◆ **WHAT IS EXPECTED**
Check every line below for the string "RandomSource", and copy the lines that contain it.

◆ **Stored data entries**

//! # Layout 模块
//!
//! 分行模式下把已打出的文本切分到各视觉行，并确定光标所在行。
//!
//! 各行之间不插入分隔符，因此按累计字符数切分没有歧义。

/// 分行结果
#[derive(Debug, Clone, PartialEq, Eq)]
pub struct LineLayout {
    /// 每个视觉行当前可见的内容
    pub pieces: Vec<String>,
    /// 光标所在行
    pub cursor_line: usize,
}

/// 各行字符数
pub fn line_lengths(lines: &[String]) -> Vec<usize> {
    lines.iter().map(|line| line.chars().count()).collect()
}

/// 各行的累计字符数
pub fn cumulative_lengths(lines: &[String]) -> Vec<usize> {
    line_lengths(lines)
        .into_iter()
        .scan(0usize, |acc, len| {
            *acc += len;
            Some(*acc)
        })
        .collect()
}

/// 按行长切分 `displayed`
///
/// 超出所有行总长的部分并入最后一行。`lines` 为空时返回空列表。
pub fn partition(displayed: &str, lines: &[String]) -> Vec<String> {
    if lines.is_empty() {
        return Vec::new();
    }

    let mut chars = displayed.chars();
    let mut pieces: Vec<String> = line_lengths(lines)
        .into_iter()
        .map(|len| chars.by_ref().take(len).collect())
        .collect();

    let rest: String = chars.collect();
    if !rest.is_empty()
        && let Some(last) = pieces.last_mut()
    {
        last.push_str(&rest);
    }
    pieces
}

/// 光标所在行：第一个满足 `typed_len <= 累计长度` 的行，超出时落在最后一行
pub fn cursor_line(typed_len: usize, lines: &[String]) -> usize {
    let totals = cumulative_lengths(lines);
    totals
        .iter()
        .position(|&total| typed_len <= total)
        .unwrap_or_else(|| totals.len().saturating_sub(1))
}

/// 完整分行布局
pub fn layout_lines(displayed: &str, lines: &[String]) -> LineLayout {
    LineLayout {
        pieces: partition(displayed, lines),
        cursor_line: cursor_line(displayed.chars().count(), lines),
    }
}

#[cfg(test)]
mod tests {
    use super::*;

    fn lines(v: &[&str]) -> Vec<String> {
        v.iter().map(|s| s.to_string()).collect()
    }

    #[test]
    fn test_partition_mid_second_line() {
        let l = lines(&["ab", "cd"]);
        assert_eq!(partition("abc", &l), vec!["ab", "c"]);
        assert_eq!(cursor_line(3, &l), 1);
    }

    #[test]
    fn test_cursor_line_boundaries() {
        let l = lines(&["ab", "cd"]);
        assert_eq!(cursor_line(0, &l), 0);
        assert_eq!(cursor_line(2, &l), 0);
        assert_eq!(cursor_line(4, &l), 1);
        // 超出总长时固定在最后一行
        assert_eq!(cursor_line(9, &l), 1);
        assert_eq!(cursor_line(0, &[]), 0);
    }

    #[test]
    fn test_partition_never_exceeds_line_length() {
        let l = lines(&["Your new", " college", " meal prep buddy"]);
        let full: String = l.concat();
        let lengths = line_lengths(&l);
        for n in 0..=full.chars().count() {
            let typed: String = full.chars().take(n).collect();
            let pieces = partition(&typed, &l);
            assert_eq!(pieces.concat(), typed);
            for (piece, len) in pieces.iter().zip(&lengths) {
                assert!(piece.chars().count() <= *len);
            }
        }
    }

    #[test]
    fn test_overflow_joins_last_line() {
        let l = lines(&["ab", "c"]);
        assert_eq!(partition("abcde", &l), vec!["ab", "cde"]);
    }

    #[test]
    fn test_multibyte_lines() {
        let l = lines(&["你好", "世界"]);
        let layout = layout_lines("你好世", &l);
        assert_eq!(layout.pieces, vec!["你好", "世"]);
        assert_eq!(layout.cursor_line, 1);
    }

    #[test]
    fn test_empty_leading_line() {
        let l = lines(&["", "ab"]);
        assert_eq!(partition("a", &l), vec!["", "a"]);
        assert_eq!(cursor_line(0, &l), 0);
        assert_eq!(cursor_line(1, &l), 1);
    }
}
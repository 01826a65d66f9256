//! # Host 层
//!
//! UPlate 落地页的终端宿主实现。
//!
//! ## 架构说明
//!
//! Host 层负责：
//! - 站点配置加载与验证
//! - 页面外壳组装（首屏、滚动揭示、画廊）
//! - 时钟与滚动驱动
//! - 把渲染树输出为终端帧
//!
//! Host 层不包含动画逻辑，只负责把时间和视口变化交给 `text-type` 组件。

pub mod app;
pub mod config;
pub mod frame;
pub mod gallery;
pub mod page;

pub use app::AppState;
pub use config::{
    GallerySection, HeroConfig, RevealConfig, SiteConfig, SiteConfigError, TerminalConfig,
};
pub use gallery::{ConfigCatalog, FsCatalog, Gallery, ImageCatalog};
pub use page::{Page, PageLayout, SharedQueue, SharedTracker, Tagline};
//! 更新逻辑

use std::time::Duration;

use text_type::RandomSource;
use tracing::trace;

use super::AppState;

/// 更新入口（每帧调用）
///
/// 停留 `scroll_after_ms` 之后，视口每帧向下滚动 `scroll_step` 行，直到页底。
pub fn update<R: RandomSource>(app_state: &mut AppState<R>, now: Duration) {
    app_state.page.tick(now);

    if now < Duration::from_millis(app_state.terminal.scroll_after_ms) {
        return;
    }
    let max_scroll = app_state.page.layout().max_scroll();
    let scroll = app_state.page.scroll();
    if scroll < max_scroll {
        let next = (scroll + app_state.terminal.scroll_step).min(max_scroll);
        trace!(scroll = next, "滚动视口");
        app_state.page.scroll_to(next);
    }
}
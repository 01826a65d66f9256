//! # Reveal 模块
//!
//! 滚动揭示：文本元素随滚动穿过视口中的一个区间时，逐词显现。
//!
//! 进度由元素顶边在视口中的位置决定：
//!
//! ```text
//! viewport.y + height * start  ── 进度 0（开始显现）
//! viewport.y + height * end    ── 进度 1（全部显现）
//! ```
//!
//! 已显现的词不会因为回滚而重新隐藏。

use serde::{Deserialize, Serialize};

use crate::render::{Element, RenderNode};
use crate::visibility::Rect;

/// 视口中的揭示区间（视口高度的比例，0 为顶部）
#[derive(Debug, Clone, Copy, PartialEq, Serialize, Deserialize)]
pub struct RevealBand {
    #[serde(default = "default_band_start")]
    pub start: f32,
    #[serde(default = "default_band_end")]
    pub end: f32,
}

fn default_band_start() -> f32 {
    0.9
}

fn default_band_end() -> f32 {
    0.4
}

impl Default for RevealBand {
    fn default() -> Self {
        Self {
            start: default_band_start(),
            end: default_band_end(),
        }
    }
}

impl RevealBand {
    /// 元素顶边处于 `element_top` 时的揭示进度（0.0 - 1.0）
    pub fn progress(&self, element_top: f32, viewport: &Rect) -> f32 {
        let start_y = viewport.y + viewport.height * self.start;
        let end_y = viewport.y + viewport.height * self.end;
        let span = start_y - end_y;
        if span.abs() <= f32::EPSILON {
            return if element_top <= end_y { 1.0 } else { 0.0 };
        }
        ((start_y - element_top) / span).clamp(0.0, 1.0)
    }
}

/// 逐词滚动揭示
#[derive(Debug, Clone, PartialEq)]
pub struct ScrollReveal {
    words: Vec<String>,
    band: RevealBand,
    revealed: usize,
}

impl ScrollReveal {
    pub fn new(text: &str, band: RevealBand) -> Self {
        Self {
            words: text.split_whitespace().map(str::to_string).collect(),
            band,
            revealed: 0,
        }
    }

    pub fn words(&self) -> &[String] {
        &self.words
    }

    /// 已显现的词数
    pub fn revealed(&self) -> usize {
        self.revealed
    }

    pub fn is_complete(&self) -> bool {
        self.revealed >= self.words.len()
    }

    /// 根据元素与视口位置更新，返回新的已显现词数
    pub fn update(&mut self, element: &Rect, viewport: &Rect) -> usize {
        let progress = self.band.progress(element.y, viewport);
        let target = (progress * self.words.len() as f32).ceil() as usize;
        self.revealed = self.revealed.max(target.min(self.words.len()));
        self.revealed
    }

    /// 渲染为逐词 span
    pub fn render(&self) -> RenderNode {
        let mut paragraph = Element::new("p").with_class("scroll-reveal-text");
        for (idx, word) in self.words.iter().enumerate() {
            if idx > 0 {
                paragraph = paragraph.with_child(" ");
            }
            let class = if idx < self.revealed {
                "word word--revealed"
            } else {
                "word"
            };
            paragraph = paragraph.with_child(
                Element::new("span")
                    .with_class(class)
                    .with_child(word.as_str()),
            );
        }
        paragraph.into()
    }
}

#[cfg(test)]
mod tests {
    use super::*;

    fn viewport_at(y: f32) -> Rect {
        Rect::new(0.0, y, 100.0, 100.0)
    }

    #[test]
    fn test_band_progress() {
        let band = RevealBand::default();
        let vp = viewport_at(0.0);
        assert_eq!(band.progress(95.0, &vp), 0.0);
        assert_eq!(band.progress(90.0, &vp), 0.0);
        assert!((band.progress(65.0, &vp) - 0.5).abs() < 1e-5);
        assert_eq!(band.progress(40.0, &vp), 1.0);
        assert_eq!(band.progress(-10.0, &vp), 1.0);
    }

    #[test]
    fn test_reveal_is_monotonic() {
        let mut reveal = ScrollReveal::new("plan cook eat repeat", RevealBand::default());
        let element = Rect::new(0.0, 200.0, 100.0, 20.0);

        assert_eq!(reveal.update(&element, &viewport_at(0.0)), 0);
        // 顶边位于区间中点
        assert_eq!(reveal.update(&element, &viewport_at(135.0)), 2);
        // 回滚不隐藏
        assert_eq!(reveal.update(&element, &viewport_at(0.0)), 2);
        assert_eq!(reveal.update(&element, &viewport_at(400.0)), 4);
        assert!(reveal.is_complete());
    }

    #[test]
    fn test_render_marks_revealed_words() {
        let mut reveal = ScrollReveal::new("meal prep", RevealBand::default());
        reveal.update(&Rect::new(0.0, 70.0, 10.0, 10.0), &viewport_at(0.0));
        let node = reveal.render();
        assert_eq!(node.find_by_class("word--revealed").len(), 1);
        assert_eq!(node.text_content(), "meal prep");
    }

    #[test]
    fn test_empty_text() {
        let mut reveal = ScrollReveal::new("   ", RevealBand::default());
        assert!(reveal.words().is_empty());
        assert_eq!(reveal.update(&Rect::default(), &viewport_at(0.0)), 0);
        assert!(reveal.is_complete());
    }
}
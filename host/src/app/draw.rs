//! 渲染逻辑

use std::io::Write;
use std::time::Duration;

use text_type::RandomSource;

use super::AppState;

/// 把视口内的行写到终端
pub fn draw<R: RandomSource>(
    app_state: &AppState<R>,
    now: Duration,
    out: &mut impl Write,
) -> std::io::Result<()> {
    for line in app_state.page.viewport_lines(now) {
        writeln!(out, "{}", line.trim_end())?;
    }
    Ok(())
}
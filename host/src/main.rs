//! UPlate - 终端宿主
//!
//! 加载站点配置，组装页面外壳，驱动打字动画与滚动揭示并输出到终端。

use std::io;
use std::path::PathBuf;
use std::time::Duration;

use anyhow::Context;
use clap::Parser;
use host::{AppState, FsCatalog, SiteConfig};
use text_type::RngSource;
use tracing::level_filters::LevelFilter;
use tracing::{info, warn};

#[derive(Parser)]
#[command(name = "uplate")]
#[command(about = "UPlate 落地页的终端演示")]
#[command(version)]
struct Cli {
    /// 站点配置文件
    #[arg(short, long, default_value = "site.json")]
    config: PathBuf,

    /// 实时模式的运行时长（毫秒）
    #[arg(long, default_value = "8000")]
    duration_ms: u64,

    /// 无头模式：以虚拟时钟输出 N 帧后退出
    #[arg(long)]
    frames: Option<u64>,

    /// 配置文件无效时直接报错，而不是回退到默认配置
    #[arg(long)]
    strict: bool,

    /// 日志级别（off/error/warn/info/debug/trace）
    #[arg(long, default_value = "warn")]
    log_level: LevelFilter,
}

fn main() -> anyhow::Result<()> {
    let cli = Cli::parse();

    tracing_subscriber::fmt()
        .with_max_level(cli.log_level)
        .with_writer(io::stderr)
        .init();

    let config = if cli.strict {
        SiteConfig::load_strict(&cli.config)
            .with_context(|| format!("无法加载配置文件 {}", cli.config.display()))?
    } else {
        SiteConfig::load(&cli.config)
    };
    config.validate().context("站点配置无效")?;

    for diagnostic in &config.diagnostics().diagnostics {
        warn!("{}", diagnostic);
    }

    let base = cli
        .config
        .parent()
        .map(PathBuf::from)
        .unwrap_or_default();
    let catalog = FsCatalog::new(base);
    let mut app = AppState::new(&config, &catalog, RngSource::thread());

    let stdout = io::stdout();
    let mut out = stdout.lock();
    match cli.frames {
        Some(frames) => app.run_headless(frames, &mut out)?,
        None => app.run_realtime(Duration::from_millis(cli.duration_ms), &mut out)?,
    }

    info!(frames = app.frame, "退出");
    Ok(())
}
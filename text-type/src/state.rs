//! # State 模块
//!
//! 打字动画的运行时状态。
//!
//! ## 设计原则
//!
//! - 状态由单个动画实例独占，所有字段都显式建模
//! - 可序列化，便于调试输出与快照比对
//! - 目标文本不存储，由配置和 `active_text_index` 推导

use serde::{Deserialize, Serialize};

/// 状态机阶段
///
/// ```text
/// Idle ──可见──► TypingForward ──打完(多条)──► PausedBeforeDelete
///                  │   ▲                           │
///          打完(单条/分行)  │                        Deleting
///                  ▼   └──── PausedBeforeNext ◄────┤ 删空(继续)
///               Complete ◄─────────────────────────┘ 删空(最后一条且不循环)
/// ```
#[derive(Debug, Clone, Copy, PartialEq, Eq, Hash, Default, Serialize, Deserialize)]
pub enum Phase {
    /// 尚未开始（不可见或没有可打的文本）
    #[default]
    Idle,
    /// 正在逐字打出
    TypingForward,
    /// 打完后等待删除
    PausedBeforeDelete,
    /// 正在逐字删除
    Deleting,
    /// 删空后等待下一条
    PausedBeforeNext,
    /// 终止，不再有任何状态变化
    Complete,
}

impl Phase {
    /// 是否为终止状态
    pub fn is_terminal(&self) -> bool {
        matches!(self, Self::Complete)
    }

    /// 是否正在推进（会预约定时器）
    pub fn is_running(&self) -> bool {
        !matches!(self, Self::Idle | Self::Complete)
    }
}

/// 动画状态
#[derive(Debug, Clone, PartialEq, Eq, Default, Serialize, Deserialize)]
pub struct AnimationState {
    /// 当前显示的文本
    pub displayed_text: String,
    /// 已提交的字符数
    pub char_index: usize,
    /// 是否处于删除阶段
    pub is_deleting: bool,
    /// 当前条目索引（分行模式下恒为 0）
    pub active_text_index: usize,
    /// 是否已进入视口
    pub is_visible: bool,
    /// 当前阶段
    pub phase: Phase,
}

impl AnimationState {
    /// 创建初始状态
    pub fn new(is_visible: bool) -> Self {
        Self {
            is_visible,
            ..Self::default()
        }
    }

    /// 回到初始状态，保留可见性
    pub fn reset(&mut self) {
        *self = Self::new(self.is_visible);
    }

    /// 当前显示的字符数
    pub fn displayed_len(&self) -> usize {
        self.displayed_text.chars().count()
    }
}

#[cfg(test)]
mod tests {
    use super::*;

    #[test]
    fn test_reset_keeps_visibility() {
        let mut state = AnimationState::new(true);
        state.displayed_text.push_str("Hi");
        state.char_index = 2;
        state.active_text_index = 1;
        state.phase = Phase::Deleting;
        state.is_deleting = true;

        state.reset();
        assert_eq!(state, AnimationState::new(true));
        assert!(state.is_visible);
        assert_eq!(state.phase, Phase::Idle);
    }

    #[test]
    fn test_phase_flags() {
        assert!(!Phase::Idle.is_running());
        assert!(Phase::Deleting.is_running());
        assert!(Phase::PausedBeforeNext.is_running());
        assert!(Phase::Complete.is_terminal());
        assert!(!Phase::Complete.is_running());
    }

    #[test]
    fn test_state_serialization() {
        let mut state = AnimationState::new(false);
        state.displayed_text = "你好".to_string();
        state.char_index = 2;
        state.phase = Phase::TypingForward;
        assert_eq!(state.displayed_len(), 2);

        let json = serde_json::to_string(&state).unwrap();
        let restored: AnimationState = serde_json::from_str(&json).unwrap();
        assert_eq!(state, restored);
    }
}
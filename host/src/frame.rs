//! # Frame 模块
//!
//! 把渲染树压平成终端文本行。
//!
//! - 光标：隐藏或透明度低于一半时输出等宽空白
//! - 未揭示的词：以 `·` 占位，保持行宽不变
//! - 其余元素只取文本内容

use text_type::{Element, RenderNode};

/// 光标可见的透明度下限
const CURSOR_VISIBLE_OPACITY: f32 = 0.5;

/// 未揭示字符的占位符
const MASK: char = '·';

/// 压平为单行文本
pub fn inline_text(node: &RenderNode) -> String {
    let mut out = String::new();
    push_inline(node, &mut out);
    out
}

fn push_inline(node: &RenderNode, out: &mut String) {
    match node {
        RenderNode::Text(text) => out.push_str(text),
        RenderNode::Element(el) if el.has_class("text-type__cursor") => {
            let glyph = node.text_content();
            if cursor_visible(el) {
                out.push_str(&glyph);
            } else {
                out.extend(std::iter::repeat_n(' ', glyph.chars().count()));
            }
        }
        RenderNode::Element(el) if el.has_class("word") && !el.has_class("word--revealed") => {
            let word = node.text_content();
            out.extend(std::iter::repeat_n(MASK, word.chars().count()));
        }
        RenderNode::Element(el) => el.children.iter().for_each(|c| push_inline(c, out)),
    }
}

fn cursor_visible(cursor: &Element) -> bool {
    if cursor.has_class("text-type__cursor--hidden") {
        return false;
    }
    cursor
        .style_value("opacity")
        .and_then(|v| v.parse::<f32>().ok())
        .is_none_or(|opacity| opacity >= CURSOR_VISIBLE_OPACITY)
}

/// 按词折行（超长的词按字符硬切）
pub fn wrap(text: &str, width: usize) -> Vec<String> {
    let width = width.max(1);
    let mut lines = Vec::new();
    let mut current = String::new();
    let mut current_len = 0;

    for word in text.split(' ').filter(|w| !w.is_empty()) {
        let mut chars: Vec<char> = word.chars().collect();
        while chars.len() > width {
            if current_len > 0 {
                lines.push(std::mem::take(&mut current));
                current_len = 0;
            }
            lines.push(chars.drain(..width).collect());
        }
        let len = chars.len();
        if current_len > 0 && current_len + 1 + len > width {
            lines.push(std::mem::take(&mut current));
            current_len = 0;
        }
        if current_len > 0 {
            current.push(' ');
            current_len += 1;
        }
        current.extend(chars);
        current_len += len;
    }
    if current_len > 0 || lines.is_empty() {
        lines.push(current);
    }
    lines
}

/// 居中（超宽时原样返回）
pub fn center(text: &str, width: usize) -> String {
    let len = text.chars().count();
    if len >= width {
        return text.to_string();
    }
    format!("{}{}", " ".repeat((width - len) / 2), text)
}

/// 截断或补齐到 `width` 列
pub fn fit(text: &str, width: usize) -> String {
    let mut out: String = text.chars().take(width).collect();
    let len = out.chars().count();
    out.extend(std::iter::repeat_n(' ', width - len));
    out
}

#[cfg(test)]
mod tests {
    use super::*;

    fn cursor(opacity: &str, hidden: bool) -> Element {
        let mut el = Element::new("span").with_class("text-type__cursor");
        if hidden {
            el = el.with_class("text-type__cursor--hidden");
        }
        el.with_style("opacity", opacity).with_child("|")
    }

    #[test]
    fn test_inline_cursor_blink() {
        let line = |c: Element| {
            let node: RenderNode = Element::new("div").with_child("Hi").with_child(c).into();
            inline_text(&node)
        };
        assert_eq!(line(cursor("1.00", false)), "Hi|");
        assert_eq!(line(cursor("0.50", false)), "Hi|");
        assert_eq!(line(cursor("0.20", false)), "Hi ");
        assert_eq!(line(cursor("1.00", true)), "Hi ");
    }

    #[test]
    fn test_inline_masks_hidden_words() {
        let node: RenderNode = Element::new("p")
            .with_child(Element::new("span").with_class("word word--revealed").with_child("meal"))
            .with_child(" ")
            .with_child(Element::new("span").with_class("word").with_child("prep"))
            .into();
        assert_eq!(inline_text(&node), "meal ····");
    }

    #[test]
    fn test_wrap() {
        assert_eq!(wrap("plan cook eat", 9), ["plan cook", "eat"]);
        assert_eq!(wrap("abcdefghij xy", 4), ["abcd", "efgh", "ij", "xy"]);
        assert_eq!(wrap("", 10), [""]);
    }

    #[test]
    fn test_center_and_fit() {
        assert_eq!(center("ab", 6), "  ab");
        assert_eq!(center("abcdef", 4), "abcdef");
        assert_eq!(fit("abcdef", 4), "abcd");
        assert_eq!(fit("ab", 4), "ab  ");
    }
}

◆ **COMPLETED EXERCISE**
use text_type::RandomSource;
pub fn update<R: RandomSource>(app_state: &mut AppState<R>, now: Duration) {
use text_type::RandomSource;
pub fn draw<R: RandomSource>(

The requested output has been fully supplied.